The presence of a bifurcate glossa is a strong autapomorphy for Pseudapanteles (it is only present in three other distantly related Microgastrinae genera: Napamus, Promicrogaster and Sendaphne). Furthermore, the differences between Mariapanteles and Pseudapanteles with respect to the pleated area of the hypopygium are also consistent in the separation of these two genera.
Currently Pseudapanteles has nine described species (Yu et al. 2009), and a wide distribution within the New World, ranging from Canada to South America (one of the species has also been introduced to Hawaii (Coulson 1992)). The actual number of species is much higher, and we have seen in collections several dozen undescribed species, mostly from the Neotropics. The vast majority of those specimens are remarkably invariant in having a bifurcate glossa and in lacking a transverse carina on the propodeum.
For all of the above reasons along with the molecular results, we have decided that Mariapanteles is a distinct, separate genus that may be closely related to Pseudapanteles.

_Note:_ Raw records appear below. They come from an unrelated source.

//! Error types for the logo-transparency crate.

/// Errors that can occur while extracting or checking transparency.
#[derive(Debug, thiserror::Error)]
pub enum Error {
    /// Two images taking part in one operation differ in size.
    #[error(
        "image dimensions differ: expected {}x{}, got {}x{}",
        expected.0, expected.1, actual.0, actual.1
    )]
    DimensionMismatch {
        /// Dimensions of the first image `(width, height)`.
        expected: (u32, u32),
        /// Dimensions of the second image `(width, height)`.
        actual: (u32, u32),
    },

    /// The four corners disagree too much to auto-detect a background color.
    #[error(
        "corners have different colors (std: [{:.1}, {:.1}, {:.1}], tolerance {tolerance}); \
         specify a key color explicitly",
        std_dev[0], std_dev[1], std_dev[2]
    )]
    AmbiguousBackground {
        /// Per-channel standard deviation of the corner samples.
        std_dev: [f32; 3],
        /// Tolerance the deviation was compared against.
        tolerance: u8,
    },

    /// An input image could not be decoded.
    #[error("failed to load image: {0}")]
    DecodeFailure(image::ImageError),

    /// The produced image does not meet the transparency thresholds.
    #[error("validation failed: {0}")]
    ValidationFailed(String),

    /// A color string could not be parsed.
    #[error("invalid color {0:?}: expected #rrggbb, #rgb or r,g,b")]
    InvalidColor(String),

    /// A tuning parameter is outside its valid range.
    #[error("invalid parameter: {0}")]
    InvalidParameter(String),

    /// An I/O error occurred while reading or writing files.
    #[error("I/O error: {0}")]
    Io(#[from] std::io::Error),

    /// The output format is not supported.
    #[error("unsupported image format: {0}")]
    UnsupportedFormat(String),

    /// An error occurred while encoding or saving an image.
    #[error("image processing error: {0}")]
    Image(#[from] image::ImageError),
}

/// A specialized `Result` type for this crate.
pub type Result<T> = std::result::Result<T, Error>;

As for the former records of Neotropical species of the genus Beyarslania (at that time called Xenogaster) (Whitfield 1997; Campos 2001), these are based on confusion with specimens of what we have described here as Mariapanteles. Based on the available evidence, we now consider Beyarslania to be restricted to the African tropics. The Neotropical specimens thought to belong to that genus should be identified as Mariapanteles.